Dans un article publié en février 1983 par Rolling Stone Magazine, le journaliste Parke Puterbaugh raconte qu’à l’époque, l’album Computer World de Kraftwerk avait particulièrement attiré l’attention du Canadien. Musicalement bien sûr, mais aussi par la manière dont les Allemands y célébraient « de manière si glaciale et agile » les promesses et les dangers des technologies informatiques et du monde nouveau qu’elles initiaient. « Trans est voué à un certain mimétisme stylistique », estime le journaliste. « Kraftwerk écrit “Computer World” et “Computer Love”. Young écrit “Computer Age”’et “Computer Cowboy”. » Près de treize plus tard, dans l’interview donnée à Mojo Magazine, Neil Young, habituellement peu bavard, revient sur l’un des éléments fondateurs du projet musical de Trans : le handicap de son deuxième fils, Ben, et la longue thérapie médicale qu’il a suivie pendant près de deux ans. « Mon fils est gravement handicapé, et, à ce moment-là, il essayait simplement de trouver un moyen de parler, de communiquer avec d’autres personnes, explique le musicien. Et c’est pourquoi, sur ce disque, vous savez que je dis quelque chose, mais vous ne pouvez pas comprendre ce que c’est. C’est exactement le même sentiment que j’avais avec mon fils. » Débordant d’amour et d’humanité, le titre “Transformer Man” est certainement celui qui incarne le mieux la démarche de Neil Young. Il semble y encourager son fils à se libérer et se transformer. « Jetons les chaînes qui te retiennent », « Déverrouillons les secrets », « À travers la galaxie de l’amour », chante-t-il. Puis, à mesure, que les pistes s’enchaînent, le spectre d’un règne technologique s’estompe progressivement.

À la croisée des mondes 

S’il peut interpeller aujourd’hui par sa modernité et sa complexité, sa tendresse et sa naïveté, Trans n’a jamais vraiment trouvé son public lors de sa sortie en décembre 1982. Au peu d’entrain de son label à promouvoir l’album s’ajoute alors l’incompréhension de nombreux fans, à l’écoute du disque ou en live, lorsque Young et sa bande jouent certains titres. « La seule chose à laquelle je pensais, c’était à quel point c’était différent. Avec le vocodeur, quand nous jouions les chansons en direct, les fans ne savaient pas quoi penser », se souvient Ralph Molina. Douzième album studio de Neil Young, il est aussi le premier de sa discographie à se vendre à moins d’un million d’exemplaires (845 000 précisément, selon ChartMasters).
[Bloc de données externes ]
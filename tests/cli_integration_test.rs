//! CLI integration tests.
//!
//! Tests cover:
//! - Argument parsing for every subcommand
//! - Config parsing (build_simulation_config)
//! - Validate, run and compare against real INI and CSV files on disk
//! - Report files written by the run pipeline

mod common;

use clap::Parser;
use common::*;
use policysim::adapters::file_config_adapter::FileConfigAdapter;
use policysim::cli::{self, Cli, Command};
use policysim::domain::error::PolicysimError;
use std::fs;
use std::io::Write;
use std::path::{Path, PathBuf};
use std::process::ExitCode;
use tempfile::TempDir;

fn write_temp_ini(content: &str) -> tempfile::NamedTempFile {
    let mut file = tempfile::NamedTempFile::new().unwrap();
    file.write_all(content.as_bytes()).unwrap();
    file.flush().unwrap();
    file
}

const PRICES_CSV: &str = "Date,Open,High,Low,Close,Adj Close,Volume\n\
2024-01-02,99.0,101.0,98.0,100.0,100.0,1000\n\
2024-01-03,99.0,101.0,94.0,95.0,95.0,1000\n\
2024-01-04,95.0,96.0,88.0,89.0,89.0,1000\n\
2024-01-05,89.0,93.0,88.0,92.0,92.0,1000\n\
2024-01-08,92.0,96.0,91.0,95.0,95.0,1000\n";

/// Temp dir holding `AAPL.csv` plus a config pointing at it.
fn setup(extra: &str) -> (TempDir, PathBuf) {
    let dir = TempDir::new().unwrap();
    fs::write(dir.path().join("AAPL.csv"), PRICES_CSV).unwrap();
    let ini = format!(
        "[simulation]\nticker = aapl\nstart_date = 2024-01-01\nend_date = 2024-01-31\ndata_dir = {}\nshares = 10\navg_price = 100\ncash = 0\n{}",
        dir.path().display(),
        extra
    );
    let config_path = dir.path().join("policysim.ini");
    fs::write(&config_path, ini).unwrap();
    (dir, config_path)
}

mod arguments {
    use super::*;

    #[test]
    fn parses_run() {
        let cli = Cli::try_parse_from([
            "policysim", "run", "-c", "sim.ini", "-p", "dca", "-o", "out.csv",
        ])
        .unwrap();
        match cli.command {
            Command::Run {
                config,
                policy,
                output,
                ticker,
            } => {
                assert_eq!(config, PathBuf::from("sim.ini"));
                assert_eq!(policy, "dca");
                assert_eq!(output, Some(PathBuf::from("out.csv")));
                assert!(ticker.is_none());
            }
            other => panic!("unexpected command {other:?}"),
        }
    }

    #[test]
    fn parses_compare_with_policy_list() {
        let cli = Cli::try_parse_from([
            "policysim",
            "compare",
            "--config",
            "sim.ini",
            "--policies",
            "dca,buy_and_hold",
            "--ticker",
            "MSFT",
        ])
        .unwrap();
        assert!(matches!(
            cli.command,
            Command::Compare { policies: Some(ref p), ticker: Some(ref t), .. }
                if p == "dca,buy_and_hold" && t == "MSFT"
        ));
    }

    #[test]
    fn parses_list_policies_and_validate() {
        let cli = Cli::try_parse_from(["policysim", "list-policies"]).unwrap();
        assert!(matches!(cli.command, Command::ListPolicies));
        let cli = Cli::try_parse_from(["policysim", "validate", "-c", "sim.ini"]).unwrap();
        assert!(matches!(cli.command, Command::Validate { .. }));
    }

    #[test]
    fn run_requires_policy() {
        assert!(Cli::try_parse_from(["policysim", "run", "-c", "sim.ini"]).is_err());
    }
}

mod config_loading {
    use super::*;

    const FULL_INI: &str = r#"
[simulation]
ticker = aapl
start_date = 2023-01-01
end_date = 2023-12-31
data_dir = /srv/prices
shares = 10
avg_price = 150.0
cash = 250
initial_investment = 2000
policies = stop_loss_rebuy, DCA
"#;

    #[test]
    fn build_simulation_config_full() {
        let adapter = FileConfigAdapter::from_string(FULL_INI).unwrap();
        let sim = cli::build_simulation_config(&adapter, None).unwrap();

        assert_eq!(sim.ticker, "AAPL");
        assert_eq!(sim.start_date, date(2023, 1, 1));
        assert_eq!(sim.end_date, date(2023, 12, 31));
        assert_eq!(sim.data_dir, PathBuf::from("/srv/prices"));
        assert!((sim.start.shares - 10.0).abs() < f64::EPSILON);
        assert!((sim.start.avg_cost - 150.0).abs() < f64::EPSILON);
        assert!((sim.start.cash - 250.0).abs() < f64::EPSILON);
        assert_eq!(sim.initial_investment, Some(2000.0));
        assert_eq!(sim.policies, vec!["stop_loss_rebuy", "dca"]);
    }

    #[test]
    fn build_simulation_config_defaults() {
        let ini = "[simulation]\nticker = MSFT\nstart_date = 2023-01-01\nend_date = 2023-06-30\nshares = 5\navg_price = 300\n";
        let adapter = FileConfigAdapter::from_string(ini).unwrap();
        let sim = cli::build_simulation_config(&adapter, None).unwrap();

        assert_eq!(sim.data_dir, PathBuf::from("data"));
        assert!((sim.start.cash - 0.0).abs() < f64::EPSILON);
        assert!(sim.initial_investment.is_none());
        assert_eq!(sim.policies.len(), 5);
    }

    #[test]
    fn ticker_override_wins() {
        let adapter = FileConfigAdapter::from_string(FULL_INI).unwrap();
        let sim = cli::build_simulation_config(&adapter, Some("tsla")).unwrap();
        assert_eq!(sim.ticker, "TSLA");
    }

    #[test]
    fn missing_ticker_is_reported() {
        let ini = "[simulation]\nstart_date = 2023-01-01\nend_date = 2023-06-30\n";
        let adapter = FileConfigAdapter::from_string(ini).unwrap();
        let err = cli::build_simulation_config(&adapter, None).unwrap_err();
        assert!(matches!(err, PolicysimError::ConfigMissing { key, .. } if key == "ticker"));
    }

    #[test]
    fn malformed_cash_is_reported() {
        let ini = "[simulation]\nticker = MSFT\nstart_date = 2023-01-01\nend_date = 2023-06-30\nshares = 5\navg_price = 300\ncash = 1,000\n";
        let adapter = FileConfigAdapter::from_string(ini).unwrap();
        let err = cli::build_simulation_config(&adapter, None).unwrap_err();
        assert!(matches!(err, PolicysimError::ConfigInvalid { key, .. } if key == "cash"));
    }

    #[test]
    fn invalid_date_is_reported() {
        let ini = "[simulation]\nticker = MSFT\nstart_date = 01/01/2023\nend_date = 2023-06-30\n";
        let adapter = FileConfigAdapter::from_string(ini).unwrap();
        let err = cli::build_simulation_config(&adapter, None).unwrap_err();
        assert!(matches!(err, PolicysimError::ConfigInvalid { key, .. } if key == "start_date"));
    }
}

mod commands {
    use super::*;

    fn run_command(command: Command) -> ExitCode {
        cli::run(Cli { command })
    }

    #[test]
    fn validate_accepts_good_config() {
        let (_dir, config) = setup("policies = stop_loss_rebuy, dca\n");
        assert_eq!(run_command(Command::Validate { config }), ExitCode::SUCCESS);
    }

    #[test]
    fn validate_rejects_bad_policy_parameter() {
        let (_dir, config) = setup(
            "policies = partial_stop_loss_rebuy\n\n[partial_stop_loss_rebuy]\nsell_ratio = 2\n",
        );
        assert_eq!(run_command(Command::Validate { config }), ExitCode::from(2));
    }

    #[test]
    fn validate_rejects_malformed_policy_parameter() {
        let (_dir, config) =
            setup("policies = stop_loss_rebuy\n\n[stop_loss_rebuy]\nstop_loss_pct = -3%\n");
        assert_eq!(run_command(Command::Validate { config }), ExitCode::from(2));
    }

    #[test]
    fn validate_rejects_unknown_policy() {
        let (_dir, config) = setup("policies = momentum\n");
        assert_eq!(run_command(Command::Validate { config }), ExitCode::from(4));
    }

    #[test]
    fn missing_config_file_is_config_error() {
        let code = run_command(Command::Validate {
            config: PathBuf::from("/nonexistent/policysim.ini"),
        });
        assert_eq!(code, ExitCode::from(2));
    }

    #[test]
    fn run_writes_series_and_metrics() {
        let (dir, config) = setup("");
        let output = dir.path().join("stop.csv");

        let code = run_command(Command::Run {
            config,
            policy: "stop_loss_rebuy".into(),
            output: Some(output.clone()),
            ticker: None,
        });
        assert_eq!(code, ExitCode::SUCCESS);

        let series = fs::read_to_string(&output).unwrap();
        let lines: Vec<&str> = series.lines().collect();
        assert_eq!(lines.len(), 6);
        assert!(lines[3].starts_with("2024-01-04,890.0000,sell,"));
        assert!(lines[5].starts_with("2024-01-08,890.0000,buy,"));

        let metrics = fs::read_to_string(dir.path().join("stop.metrics.csv")).unwrap();
        assert!(metrics.contains("final_value,890.000000"));
        assert!(metrics.contains("trades,2"));
    }

    #[test]
    fn run_unknown_policy_exits_4() {
        let (dir, config) = setup("");
        let code = run_command(Command::Run {
            config,
            policy: "momentum".into(),
            output: Some(dir.path().join("out.csv")),
            ticker: None,
        });
        assert_eq!(code, ExitCode::from(4));
    }

    #[test]
    fn run_missing_price_file_exits_3() {
        let (dir, config) = setup("");
        let code = run_command(Command::Run {
            config,
            policy: "dca".into(),
            output: Some(dir.path().join("out.csv")),
            ticker: Some("MSFT".into()),
        });
        assert_eq!(code, ExitCode::from(3));
    }

    #[test]
    fn run_rejects_cash_start_for_full_stop_loss() {
        let (dir, config) = setup("");
        let ini = fs::read_to_string(&config)
            .unwrap()
            .replace("cash = 0", "cash = 100");
        fs::write(&config, ini).unwrap();

        let code = run_command(Command::Run {
            config,
            policy: "stop_loss_rebuy".into(),
            output: Some(dir.path().join("out.csv")),
            ticker: None,
        });
        assert_eq!(code, ExitCode::from(5));
    }

    #[test]
    fn compare_writes_one_report_per_policy() {
        let (dir, config) = setup("");
        let out = dir.path().join("reports");
        fs::create_dir(&out).unwrap();

        let code = run_command(Command::Compare {
            config,
            policies: Some("buy_and_hold, stop_loss_rebuy, dca".into()),
            output_dir: Some(out.clone()),
            ticker: None,
        });
        assert_eq!(code, ExitCode::SUCCESS);

        for tag in ["buy_and_hold", "stop_loss_rebuy", "dca"] {
            assert!(Path::new(&out.join(format!("AAPL_{tag}.csv"))).exists(), "{tag}");
            assert!(out.join(format!("AAPL_{tag}.metrics.csv")).exists(), "{tag}");
        }
    }

    #[test]
    fn compare_skips_failing_policies() {
        let (dir, config) = setup("");
        let ini = fs::read_to_string(&config)
            .unwrap()
            .replace("cash = 0", "cash = 100");
        fs::write(&config, ini).unwrap();

        let code = run_command(Command::Compare {
            config,
            policies: Some("buy_and_hold,stop_loss_rebuy".into()),
            output_dir: Some(dir.path().to_path_buf()),
            ticker: None,
        });
        assert_eq!(code, ExitCode::SUCCESS);
        assert!(dir.path().join("AAPL_buy_and_hold.csv").exists());
        assert!(!dir.path().join("AAPL_stop_loss_rebuy.csv").exists());
    }

    #[test]
    fn list_policies_succeeds() {
        assert_eq!(run_command(Command::ListPolicies), ExitCode::SUCCESS);
    }
}

mod table {
    use super::*;

    #[test]
    fn comparison_table_has_row_per_outcome() {
        let port = MockDataPort::new().with_ticks("AAPL", make_ticks(&[100.0, 95.0, 89.0]));
        let config = FileConfigAdapter::from_string("[simulation]\n").unwrap();
        let sim = sample_config(&["buy_and_hold", "stop_loss_rebuy"]);
        let outcomes: Vec<cli::PolicyOutcome> = cli::run_simulations(&port, &config, &sim)
            .unwrap()
            .into_iter()
            .map(|o| o.unwrap())
            .collect();

        let table = cli::format_comparison_table(&outcomes);
        let lines: Vec<&str> = table.lines().collect();
        assert_eq!(lines.len(), 3);
        assert!(lines[0].starts_with("policy"));
        assert!(lines[1].starts_with("Buy & Hold"));
        assert!(lines[2].starts_with("Stop Loss & Rebuy Strategy"));
    }
}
À l’époque, Rolling Stone Magazine fait partie des rares médias à soutenir le projet et la démarche du Loner : « Une fois que vous avez dépassé son vernis sonore radical, Trans s’avère être un traité assez fantaisiste sur le thème de la rencontre entre l’homme et la machine. » Mieux, selon l’auteur de l’article, Trans a même « un hit de club avec “We Are In Control”, un appel à l’insurrection informatique qui surpasse les petits choux de Kraft ». Rien que ça !
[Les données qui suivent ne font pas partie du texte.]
//! Price data access port.

use crate::domain::error::PolicysimError;
use crate::domain::tick::Tick;
use chrono::NaiveDate;

pub trait DataPort {
    /// Daily closes for `ticker` within `[start_date, end_date]`, ascending by
    /// date.
    fn fetch_prices(
        &self,
        ticker: &str,
        start_date: NaiveDate,
        end_date: NaiveDate,
    ) -> Result<Vec<Tick>, PolicysimError>;
}
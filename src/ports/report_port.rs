//! Report generation port.

use crate::domain::error::PolicysimError;
use crate::domain::metrics::Metrics;
use crate::domain::runner::SimulationResult;
use std::path::Path;

/// Port for writing simulation reports.
pub trait ReportPort {
    fn write(
        &self,
        result: &SimulationResult,
        metrics: &Metrics,
        output_path: &Path,
    ) -> Result<(), PolicysimError>;
}
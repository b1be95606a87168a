//! Configuration access port.
//!
//! Lookups are by `[section] key`. Typed getters return `Ok(None)` when the
//! key is absent and `Err` when it is present but does not parse.

pub trait ConfigPort {
    fn get_string(&self, section: &str, key: &str) -> Option<String>;
    fn get_int(&self, section: &str, key: &str) -> Result<Option<i64>, String>;
    fn get_double(&self, section: &str, key: &str) -> Result<Option<f64>, String>;
}
//! Partial stop-loss and rebuy: scale out and back in instead of flipping
//! the whole position.
//!
//! A stop event sells `floor(shares_held * sell_ratio)` whole shares and
//! re-anchors both levels on the sell price. A rebuy event spends
//! `cash * buy_ratio` and re-anchors both levels on the new weighted average
//! cost. Cash and shares coexist. The tick's value is taken before its trade.

use super::stop_loss_rebuy::validate_levels;
use super::{invalid_param, Policy, TickContext, Valuation};
use crate::domain::config_validation::read_double;
use crate::domain::error::PolicysimError;
use crate::domain::state::{PolicyState, StartingPosition};
use crate::domain::trade::Trade;
use crate::ports::config_port::ConfigPort;

pub const NAME: &str = "partial_stop_loss_rebuy";

#[derive(Debug, Clone, Copy, PartialEq)]
pub struct PartialStopLossRebuy {
    pub stop_loss_pct: f64,
    pub rebuy_gain_pct: f64,
    /// Fraction of held shares sold per stop event, in (0, 1].
    pub sell_ratio: f64,
    /// Fraction of cash spent per rebuy event, in (0, 1].
    pub buy_ratio: f64,
}

impl Default for PartialStopLossRebuy {
    fn default() -> Self {
        PartialStopLossRebuy {
            stop_loss_pct: -10.0,
            rebuy_gain_pct: 5.0,
            sell_ratio: 0.5,
            buy_ratio: 0.5,
        }
    }
}

impl PartialStopLossRebuy {
    pub fn from_config(config: &dyn ConfigPort) -> Result<Self, PolicysimError> {
        let d = Self::default();
        Ok(PartialStopLossRebuy {
            stop_loss_pct: read_double(config, NAME, "stop_loss_pct", d.stop_loss_pct)?,
            rebuy_gain_pct: read_double(config, NAME, "rebuy_gain_pct", d.rebuy_gain_pct)?,
            sell_ratio: read_double(config, NAME, "sell_ratio", d.sell_ratio)?,
            buy_ratio: read_double(config, NAME, "buy_ratio", d.buy_ratio)?,
        })
    }

    pub fn validate(&self) -> Result<(), PolicysimError> {
        validate_levels(NAME, self.stop_loss_pct, self.rebuy_gain_pct)?;
        for (key, value) in [("sell_ratio", self.sell_ratio), ("buy_ratio", self.buy_ratio)] {
            if !(value > 0.0 && value <= 1.0) {
                return Err(invalid_param(NAME, key, "ratio must be in (0, 1]"));
            }
        }
        Ok(())
    }

    fn anchor(&self, state: &mut PolicyState, reference: f64) {
        state.stop_price = Some(reference * (1.0 + self.stop_loss_pct / 100.0));
        state.rebuy_price = Some(reference * (1.0 + self.rebuy_gain_pct / 100.0));
    }
}

impl Policy for PartialStopLossRebuy {
    fn name(&self) -> &'static str {
        NAME
    }

    fn display_name(&self) -> String {
        "Partial Stop Loss & Rebuy Strategy".to_string()
    }

    fn initial_state(&self, start: StartingPosition) -> Result<PolicyState, PolicysimError> {
        let mut state = PolicyState::from_start(start);
        self.anchor(&mut state, start.avg_cost);
        Ok(state)
    }

    fn on_tick(&self, state: &mut PolicyState, ctx: &TickContext<'_>) -> Option<Trade> {
        let tick = ctx.tick();
        let price = tick.price;

        if state.shares_held > 0.0 && state.stop_price.is_some_and(|stop| price <= stop) {
            let quantity = (state.shares_held * self.sell_ratio).floor();
            // Stop has priority: a fractional holding that rounds to zero
            // shares blocks the rebuy check for this tick.
            if quantity < 1.0 {
                return None;
            }
            let trade = state.sell_shares(quantity, tick);
            self.anchor(state, price);
            return Some(trade);
        }

        if state.cash > 0.0 && state.rebuy_price.is_some_and(|rebuy| price >= rebuy) {
            let spend = state.cash * self.buy_ratio;
            let trade = state.buy_with_cash(spend, tick);
            let avg_cost = state.avg_cost;
            self.anchor(state, avg_cost);
            return Some(trade);
        }

        None
    }

    fn valuation(&self) -> Valuation {
        Valuation::PreTrade
    }
}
Quatre ans avant la sortie deTrans, Neil Young composait le titre “Hey Hey, My My”, dans lequel il exprimait ses doutes et un sentiment de déphasage par rapport à son époque et ses musiques. Un hymne envoûté, presque grunge dans sa version électrique. Ses paroles, « It’s better to burn out than fade away » (« Il vaut mieux brûler franchement que de s’éteindre à petit feu »), résonnent avecTrans comme une promesse : celle d’innover, sans cesse, quitte à se planter et exploser en plein vol. Intrigué par l’idée que la technologie puisse permettre à son fils de communiquer, inspiré par d’autres comme Kraftwerk ou le groupe américain de pre-new wave Devo, avec qui il s’était lié quelques années plus tôt, Young a créé un son d’un nouveau genre, synthétique et mâtiné de rock et de folk, sorte d’ovni musical, à son image, infusé de ses questionnements et de la drôle d’époque qu’il raconte. C’est cette même idée que l’on retrouve sur la pochette du disque : deux mondes qui se croisent au bord de la route, qui se reflètent ou s’opposent, séparés l’un de l’autre et pourtant si proches, tandis qu’au loin, emplie d’espoir et de doutes, pointe l’aube d’une ère nouvelle.